▶ **Supplied material**
- - - -

// SPDX-License-Identifier: GPL-3.0-only

//! End-to-end tests for the capture session controller

use futures::future::BoxFuture;
use obscura::app::{
    CameraSession, Command, Message, PanelVisibility, PermissionState, PermissionStatus, Route,
    SessionScreen, SessionSettings,
};
use obscura::backends::camera::{
    BackendError, BackendResult, CameraBackend, CameraDevice, CameraFacing, CameraFormat,
    CameraHandle, PhotoFile, PhotoOptions, PreviewSettings,
};
use obscura::constants::PlatformFamily;
use obscura::{CaptureError, MediaKind};
use std::path::PathBuf;
use std::sync::{Arc, Mutex};

fn device(id: &str, facing: CameraFacing, neutral_zoom: f64) -> CameraDevice {
    CameraDevice {
        id: id.into(),
        name: format!("Test {}", facing),
        facing,
        neutral_zoom,
        formats: vec![CameraFormat {
            max_fps: 60.0,
            photo_width: 4032,
            photo_height: 3024,
        }],
    }
}

/// Backend whose devices always capture to a fixed path
struct FakeBackend {
    devices: Vec<CameraDevice>,
    fail_open: bool,
    photo_path: PathBuf,
    bound: Arc<Mutex<Vec<PreviewSettings>>>,
}

impl FakeBackend {
    fn new(devices: Vec<CameraDevice>) -> Self {
        Self {
            devices,
            fail_open: false,
            photo_path: PathBuf::from("/tmp/img1.jpg"),
            bound: Arc::new(Mutex::new(Vec::new())),
        }
    }
}

struct FakeHandle {
    device: CameraDevice,
    photo_path: PathBuf,
    bound: Arc<Mutex<Vec<PreviewSettings>>>,
}

impl CameraBackend for FakeBackend {
    fn enumerate_cameras(&self) -> Vec<CameraDevice> {
        self.devices.clone()
    }

    fn open(&self, device: &CameraDevice) -> BackendResult<Arc<dyn CameraHandle>> {
        if self.fail_open {
            return Err(BackendError::DeviceUnavailable(device.id.clone()));
        }
        Ok(Arc::new(FakeHandle {
            device: device.clone(),
            photo_path: self.photo_path.clone(),
            bound: Arc::clone(&self.bound),
        }))
    }
}

impl CameraHandle for FakeHandle {
    fn device(&self) -> &CameraDevice {
        &self.device
    }

    fn bind_preview(&self, settings: PreviewSettings) -> BackendResult<()> {
        self.bound.lock().unwrap().push(settings);
        Ok(())
    }

    fn take_photo(&self, _options: PhotoOptions) -> BoxFuture<'_, BackendResult<PhotoFile>> {
        let file = PhotoFile {
            path: self.photo_path.clone(),
            width: 4032,
            height: 3024,
        };
        Box::pin(async move { Ok(file) })
    }
}

fn both_devices() -> Vec<CameraDevice> {
    vec![
        device("back", CameraFacing::Back, 1.0),
        device("front", CameraFacing::Front, 1.0),
    ]
}

fn settings() -> SessionSettings {
    SessionSettings {
        platform: PlatformFamily::Apple,
        initial_facing: CameraFacing::Back,
        enable_shutter_sound: false,
    }
}

fn session_with(backend: FakeBackend) -> CameraSession {
    CameraSession::new(Arc::new(backend), PermissionState::granted(), settings())
}

#[test]
fn test_denied_microphone_does_not_redirect() {
    let permissions = PermissionState {
        camera: PermissionStatus::Granted,
        microphone: PermissionStatus::Denied,
    };
    let session = CameraSession::new(Arc::new(FakeBackend::new(both_devices())), permissions, settings());

    assert!(matches!(session.screen(), SessionScreen::Capture(_)));
    assert!(session.camera().is_some());
}

#[test]
fn test_denied_camera_redirects() {
    let permissions = PermissionState {
        camera: PermissionStatus::Denied,
        microphone: PermissionStatus::Granted,
    };
    let session = CameraSession::new(Arc::new(FakeBackend::new(both_devices())), permissions, settings());

    assert_eq!(session.screen(), SessionScreen::Redirect(Route::Permissions));
    assert!(session.camera().is_none(), "No camera is opened while redirecting");
}

#[test]
fn test_granting_permissions_opens_camera() {
    let mut session = CameraSession::new(
        Arc::new(FakeBackend::new(both_devices())),
        PermissionState::default(),
        settings(),
    );
    assert!(session.should_redirect());

    let command = session.update(Message::PermissionsChanged(PermissionState::granted()));

    assert!(command.is_none());
    assert!(session.camera().is_some());
    assert!(matches!(session.screen(), SessionScreen::Capture(_)));
}

#[test]
fn test_revoked_permission_navigates_to_permissions() {
    let mut session = session_with(FakeBackend::new(both_devices()));
    let revoked = PermissionState {
        camera: PermissionStatus::Denied,
        microphone: PermissionStatus::Granted,
    };

    let command = session.update(Message::PermissionsChanged(revoked));

    assert!(matches!(command, Command::Navigate(Route::Permissions)));
    assert!(session.camera().is_none());
}

#[test]
fn test_zoom_survives_camera_switches() {
    let mut session = session_with(FakeBackend::new(both_devices()));

    session.update(Message::SetZoom(4.0));
    session.update(Message::SwitchCamera);
    assert_eq!(session.parameters().facing(), CameraFacing::Front);
    session.update(Message::SwitchCamera);

    assert_eq!(session.parameters().facing(), CameraFacing::Back);
    assert_eq!(session.parameters().zoom(), 4.0);
}

#[test]
fn test_zoom_reset_uses_device_neutral_zoom() {
    let devices = vec![
        device("back", CameraFacing::Back, 2.0),
        device("front", CameraFacing::Front, 1.0),
    ];
    let mut session = session_with(FakeBackend::new(devices));
    assert_eq!(session.parameters().zoom(), 2.0);

    session.update(Message::SetZoom(300.0));
    assert_eq!(session.parameters().zoom(), 128.0);

    session.update(Message::SetZoom(-1.0));
    assert_eq!(session.parameters().zoom(), 2.0);
}

#[test]
fn test_parameter_changes_rebind_preview() {
    let backend = FakeBackend::new(both_devices());
    let bound = Arc::clone(&backend.bound);
    let mut session = session_with(backend);

    session.update(Message::SetExposure(-2.0));
    session.update(Message::ToggleTorch);

    let last = *bound.lock().unwrap().last().unwrap();
    assert_eq!(last.exposure, -2.0);
    assert!(last.torch.is_on());
}

#[test]
fn test_missing_front_camera_renders_empty_state() {
    let mut session = session_with(FakeBackend::new(vec![device("back", CameraFacing::Back, 1.0)]));

    session.update(Message::SwitchCamera);

    assert_eq!(session.screen(), SessionScreen::NoDevice(CameraFacing::Front));
    assert!(session.camera().is_none());
}

#[test]
fn test_capture_without_camera_handle() {
    let mut backend = FakeBackend::new(both_devices());
    backend.fail_open = true;
    let mut session = session_with(backend);
    session.update(Message::SetZoom(3.0));
    let before = session.parameters().clone();

    let command = session.update(Message::Capture);

    assert!(command.is_none());
    assert_eq!(session.last_capture_error(), Some(&CaptureError::CameraRefMissing));
    assert!(matches!(session.screen(), SessionScreen::Capture(_)));
    assert_eq!(session.parameters(), &before);
    assert!(!session.is_capturing());
}

#[tokio::test]
async fn test_capture_navigates_once_to_review() {
    let mut session = session_with(FakeBackend::new(both_devices()));

    let Command::Capture(job) = session.update(Message::Capture) else {
        panic!("expected a capture job");
    };
    assert!(session.is_capturing());

    let result = job.run().await;
    let command = session.update(Message::PhotoCaptured(result.clone()));
    let Command::Navigate(Route::Media(media)) = command else {
        panic!("expected navigation to the review screen");
    };
    assert_eq!(media.path, "/tmp/img1.jpg");
    assert_eq!(media.kind, MediaKind::Photo);

    // A duplicate completion must not navigate again
    assert!(session.update(Message::PhotoCaptured(result)).is_none());
}

#[tokio::test]
async fn test_revoked_permission_during_capture_skips_review() {
    let mut session = session_with(FakeBackend::new(both_devices()));
    let Command::Capture(job) = session.update(Message::Capture) else {
        panic!("expected a capture job");
    };
    let revoked = PermissionState {
        camera: PermissionStatus::Denied,
        microphone: PermissionStatus::Granted,
    };
    session.update(Message::PermissionsChanged(revoked));

    let command = session.update(Message::PhotoCaptured(job.run().await));

    assert!(matches!(command, Command::Navigate(Route::Permissions)));
    assert!(!session.is_capturing());
}

#[test]
fn test_capture_while_in_flight_is_rejected() {
    let mut session = session_with(FakeBackend::new(both_devices()));

    let first = session.update(Message::Capture);
    assert!(matches!(first, Command::Capture(_)));

    let second = session.update(Message::Capture);
    assert!(second.is_none());
    assert_eq!(session.last_capture_error(), Some(&CaptureError::CaptureInProgress));
    assert!(session.is_capturing());
}

#[test]
fn test_capture_failure_keeps_session() {
    let mut session = session_with(FakeBackend::new(both_devices()));
    let _job = session.update(Message::Capture);

    let failure = Err(CaptureError::CaptureHardwareFailure("sensor error".into()));
    let command = session.update(Message::PhotoCaptured(failure));

    assert!(command.is_none());
    assert!(!session.is_capturing());
    assert!(matches!(
        session.last_capture_error(),
        Some(CaptureError::CaptureHardwareFailure(_))
    ));
}

#[tokio::test]
async fn test_capture_photo_helper() {
    let mut session = session_with(FakeBackend::new(both_devices()));

    let media = session.capture_photo().await.unwrap();

    assert_eq!(media.path, "/tmp/img1.jpg");
    assert!(!session.is_capturing());
}

#[test]
fn test_panels_are_mutually_exclusive() {
    let mut session = session_with(FakeBackend::new(both_devices()));

    session.update(Message::ShowZoomControls);
    assert_eq!(session.panel(), PanelVisibility::ZoomPanel);

    // Exposure cannot open on top of the zoom panel
    session.update(Message::ShowExposureControls);
    assert_eq!(session.panel(), PanelVisibility::ZoomPanel);

    session.update(Message::CloseZoomControls);
    session.update(Message::ShowExposureControls);
    assert_eq!(session.panel(), PanelVisibility::ExposurePanel);
}

#[test]
fn test_open_gallery_command() {
    let mut session = session_with(FakeBackend::new(both_devices()));
    assert!(matches!(session.update(Message::OpenGallery), Command::OpenGallery));
}

#[test]
fn test_status_text_reflects_parameters() {
    let mut session = session_with(FakeBackend::new(both_devices()));
    session.update(Message::SetZoom(2.0));
    session.update(Message::SetExposure(1.0));

    let SessionScreen::Capture(view) = session.screen() else {
        panic!("expected capture screen");
    };
    assert_eq!(view.status_text, "Exposure: 1 | Zoom: x2");
    assert_eq!(view.device.name, "Test back");
}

- - - -

▶ **What is needed**
Show every line from the entries above in which the word "SetZoom" appears.

▶ **Result of this task**
    session.update(Message::SetZoom(4.0));
    session.update(Message::SetZoom(300.0));
    session.update(Message::SetZoom(-1.0));
    session.update(Message::SetZoom(3.0));
    session.update(Message::SetZoom(2.0));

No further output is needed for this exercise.